5.11 Hybrid parallelization
The number of cores on cache-coherent memory domains considerably increased during the last
decade. Shared-memory systems with several threads per CPU are nowadays omnipresent and with
Intel’s XeonPhi, even more than 100 threads have to be programmed in a shared-memory environment
in an efficient way. Such a hybrid parallelization yields several advantages; some of them
are:
- Sampling of datasets:
Storage of either the entire or only a part of the bathymetry data for Tsunami simulations
for each single-threaded MPI rank could lead to severe memory consumptions. To give a
concrete example, we consider the ocean bathymetry datasets from General Bathymetric
Chart of the Oceans (GEBCO) [IOC] with the entire dataset of size of less than 2GB.
This alrady exceeds the sizes of memory typically available per core. E.g. on the current
generation of the SuperMUC, 16 cores share 32GB memory [EHB+13]. Thus with 2GB
memory consumption per thread to store the entire GEBCO datasets, this already occupies
all available memory.
With a hybrid parallelization, the datasets can be directly shared among several threads.

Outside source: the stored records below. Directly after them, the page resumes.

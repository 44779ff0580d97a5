//! In-memory directory tree of one archive.
//!
//! The tree is an arena of nodes addressed by index; directories hold
//! two ordered maps of child names (subdirectories and files), which is
//! also the order scandir reports. Building the index guarantees that
//! every prefix of an inserted entry path exists as a directory node.

use arcfs_types::{dos_to_unix, split_path, EntryId};
use arcfs_zip::CentralRecord;
use std::collections::BTreeMap;
use tracing::warn;

/// Index of a node inside one archive's arena.
#[derive(Debug, Clone, Copy, PartialEq, Eq)]
pub struct NodeId(usize);

/// Extraction lifecycle of a file entry's cache file.
#[derive(Debug, Clone, Copy, PartialEq, Eq)]
pub enum ExtractState {
    NotExtracted,
    Extracting,
    Extracted,
}

#[derive(Debug, Default)]
pub struct DirNode {
    pub mtime: i64,
    pub dirs: BTreeMap<String, NodeId>,
    pub files: BTreeMap<String, NodeId>,
}

#[derive(Debug)]
pub struct FileNode {
    /// Archive-local entry number; names the cache file.
    pub id: EntryId,
    pub size: u64,
    /// Local header offset inside the ZIP.
    pub offset: u64,
    pub method: u16,
    pub compressed_size: u64,
    pub mtime: i64,
    pub state: ExtractState,
}

#[derive(Debug)]
pub enum Node {
    Dir(DirNode),
    File(FileNode),
}

impl Node {
    #[must_use]
    pub fn is_file(&self) -> bool {
        matches!(self, Self::File(_))
    }
}

/// Arena-backed tree rooted at a synthetic directory.
#[derive(Debug)]
pub struct ArchiveIndex {
    arena: Vec<Node>,
    root: NodeId,
}

impl Default for ArchiveIndex {
    fn default() -> Self {
        Self::new()
    }
}

impl ArchiveIndex {
    #[must_use]
    pub fn new() -> Self {
        Self {
            arena: vec![Node::Dir(DirNode::default())],
            root: NodeId(0),
        }
    }

    #[must_use]
    pub fn root(&self) -> NodeId {
        self.root
    }

    #[must_use]
    pub fn node(&self, id: NodeId) -> &Node {
        &self.arena[id.0]
    }

    #[must_use]
    pub fn file(&self, id: NodeId) -> Option<&FileNode> {
        match &self.arena[id.0] {
            Node::File(file) => Some(file),
            Node::Dir(_) => None,
        }
    }

    pub fn file_mut(&mut self, id: NodeId) -> Option<&mut FileNode> {
        match &mut self.arena[id.0] {
            Node::File(file) => Some(file),
            Node::Dir(_) => None,
        }
    }

    /// All file nodes, in arena order.
    pub fn files(&self) -> impl Iterator<Item = &FileNode> {
        self.arena.iter().filter_map(|node| match node {
            Node::File(file) => Some(file),
            Node::Dir(_) => None,
        })
    }

    /// Insert one central-directory record, creating missing prefix
    /// directories. Returns the new node for file entries; directory
    /// markers and duplicates return `None`.
    pub fn insert(&mut self, record: &CentralRecord) -> Option<NodeId> {
        let (parts, ends_with_separator) = split_path(&record.name);
        let is_dir = record.is_dir || ends_with_separator;
        let mtime = dos_to_unix(record.dos_date, record.dos_time);

        if parts.is_empty() {
            return None;
        }

        let last = parts.len() - 1;
        let mut node = self.root;
        for (i, name) in parts.iter().enumerate() {
            if i == last && !is_dir {
                let Node::Dir(dir) = &self.arena[node.0] else {
                    return None;
                };
                if dir.files.contains_key(name) || dir.dirs.contains_key(name) {
                    warn!(target: "arcfs::index", entry = %record.name, "duplicate entry ignored");
                    return None;
                }
                let file_id = NodeId(self.arena.len());
                self.arena.push(Node::File(FileNode {
                    id: EntryId(record.index),
                    size: record.uncompressed_size,
                    offset: record.local_header_offset,
                    method: record.method,
                    compressed_size: record.compressed_size,
                    mtime,
                    state: ExtractState::NotExtracted,
                }));
                if let Node::Dir(dir) = &mut self.arena[node.0] {
                    dir.files.insert(name.clone(), file_id);
                }
                return Some(file_id);
            }

            let existing = match &self.arena[node.0] {
                Node::Dir(dir) => dir.dirs.get(name).copied(),
                Node::File(_) => return None,
            };
            node = match existing {
                Some(child) => {
                    if i == last {
                        // Directory marker for a dir we already created as
                        // a prefix: adopt the marker's timestamp.
                        if let Node::Dir(dir) = &mut self.arena[child.0] {
                            dir.mtime = mtime;
                        }
                    }
                    child
                }
                None => {
                    let child = NodeId(self.arena.len());
                    self.arena.push(Node::Dir(DirNode {
                        mtime,
                        ..DirNode::default()
                    }));
                    if let Node::Dir(dir) = &mut self.arena[node.0] {
                        dir.dirs.insert(name.clone(), child);
                    }
                    child
                }
            };
        }

        None
    }

    /// Resolve a mount-relative path. Empty input addresses the root.
    #[must_use]
    pub fn resolve(&self, parts: &[String]) -> Option<NodeId> {
        if parts.is_empty() {
            return Some(self.root);
        }

        let mut current = Some(self.root);
        let mut found = None;
        for name in parts {
            let dir_id = current?;
            let Node::Dir(dir) = &self.arena[dir_id.0] else {
                return None;
            };
            if let Some(&sub) = dir.dirs.get(name) {
                found = Some(sub);
                current = Some(sub);
            } else if let Some(&file) = dir.files.get(name) {
                found = Some(file);
                current = None;
            } else {
                return None;
            }
        }
        found
    }
}

#[cfg(test)]
mod tests {
    use super::*;

    fn record(index: u32, name: &str, size: u64) -> CentralRecord {
        CentralRecord {
            index,
            name: name.to_owned(),
            flags: 0,
            method: 0,
            dos_time: 0,
            // 1995-03-07
            dos_date: (15 << 9) | (3 << 5) | 7,
            compressed_size: size,
            uncompressed_size: size,
            local_header_offset: 0,
            is_dir: name.ends_with('/'),
        }
    }

    fn parts(path: &str) -> Vec<String> {
        path.split('/').map(str::to_owned).collect()
    }

    #[test]
    fn prefixes_materialize_as_dirs() {
        let mut index = ArchiveIndex::new();
        let file = index.insert(&record(0, "a/b/c.txt", 3)).expect("file node");

        assert!(index.file(file).is_some());
        assert!(index.resolve(&parts("a")).is_some());
        assert!(index.resolve(&parts("a/b")).is_some());
        assert_eq!(index.resolve(&parts("a/b/c.txt")), Some(file));
        assert!(!index.node(index.resolve(&parts("a")).unwrap()).is_file());
    }

    #[test]
    fn duplicate_entries_ignored() {
        let mut index = ArchiveIndex::new();
        let first = index.insert(&record(0, "x.txt", 1)).expect("first");
        assert!(index.insert(&record(1, "x.txt", 99)).is_none());

        let resolved = index.resolve(&parts("x.txt")).expect("resolved");
        assert_eq!(resolved, first);
        assert_eq!(index.file(resolved).unwrap().size, 1);
    }

    #[test]
    fn dir_marker_sets_timestamp() {
        let mut index = ArchiveIndex::new();
        index.insert(&record(0, "sub/file", 1));
        let before = match index.node(index.resolve(&parts("sub")).unwrap()) {
            Node::Dir(d) => d.mtime,
            Node::File(_) => panic!("expected dir"),
        };

        let mut marker = record(1, "sub/", 0);
        marker.dos_date = (20 << 9) | (6 << 5) | 1;
        index.insert(&marker);

        let after = match index.node(index.resolve(&parts("sub")).unwrap()) {
            Node::Dir(d) => d.mtime,
            Node::File(_) => panic!("expected dir"),
        };
        assert_ne!(before, after);
    }

    #[test]
    fn resolve_missing_and_through_file() {
        let mut index = ArchiveIndex::new();
        index.insert(&record(0, "a/file", 1));

        assert!(index.resolve(&parts("missing")).is_none());
        assert!(index.resolve(&parts("a/missing")).is_none());
        // A file cannot be traversed like a directory.
        assert!(index.resolve(&parts("a/file/deeper")).is_none());
    }

    #[test]
    fn empty_parts_resolve_to_root() {
        let index = ArchiveIndex::new();
        assert_eq!(index.resolve(&[]), Some(index.root()));
    }

    #[test]
    fn files_iterates_every_entry() {
        let mut index = ArchiveIndex::new();
        index.insert(&record(0, "one", 1));
        index.insert(&record(1, "two", 2));
        index.insert(&record(2, "d/three", 3));
        assert_eq!(index.files().count(), 3);
    }
}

This allows storing the dataset only once in each program context, resulting in more
memory available for simulation data. We used this hybrid parallelization for the Tsunami
benchmarks in Section 6.3 with the entire bathymetry data loaded into each rank’s
memory.
- Reduced data migration:
Using single-threaded MPI can result in severe communication overheads in case of several
clusters being migrated at the same time. This can lead to a memory transfer similar to
a streaming benchmark due to migrated stacks and streams compactly stored in memory
and transferred block-wise. Using a hybrid parallelization, some data migration can be
avoided. In case of the clusters required to be migrated to a thread (considered to be a
rank for single-threaded MPI implementation) which executes tasks in the same memory
space in which the cluster is stored at, the cluster can be directly processed by the other
thread without requiring any cluster migration process.
We discuss two alternative approaches for the inter-cluster communication presented in Section 5.10.1.
- The first approach can be used to overcome a sequentialization of the iteration over
the clusters in reversed order to receive the data on the shared interfaces. An extension
of the send/recv tag with unique communication tags associating two clusters can be
used, e.g. involving both cluster unique IDs. This unique communication tags also assure
a unique message tag and, thus, no particular order has to be considered to read the
message. However, the MPI interface standard 3.0 [For12] only assures a tag range from
0 to 32767. This range can be exceeded by our cluster-based approach being based on
tree-splits: First, we require at least one bit for distinguishing between the left and right
communication stack. This would restrict our remaining tag range to ≈ 16383. Second, a
massive splitting can lead to by far more clusters than the available tag range, possibly
violating the requirements given by the MPI implementation.
- The second considered alternative is based on the thread ids instead of the cluster ids.
Since the number of threads is limited, the utilization of a valid range of tags can be
assured. A set of clusters can then be deterministically assigned to each thread (e.g. by
using the affinity ids) and each thread processes the set of cluster in parallel. This requires
an extension of the RLE communication meta information by also adding a thread id next
to the MPI rank (see [Mav02] for a similar concept).
Since our results already yield sufficient efficiency for hybrid parallelization to simulate Tsunamis on
distributed-memory systems, we did not implement these alternatives.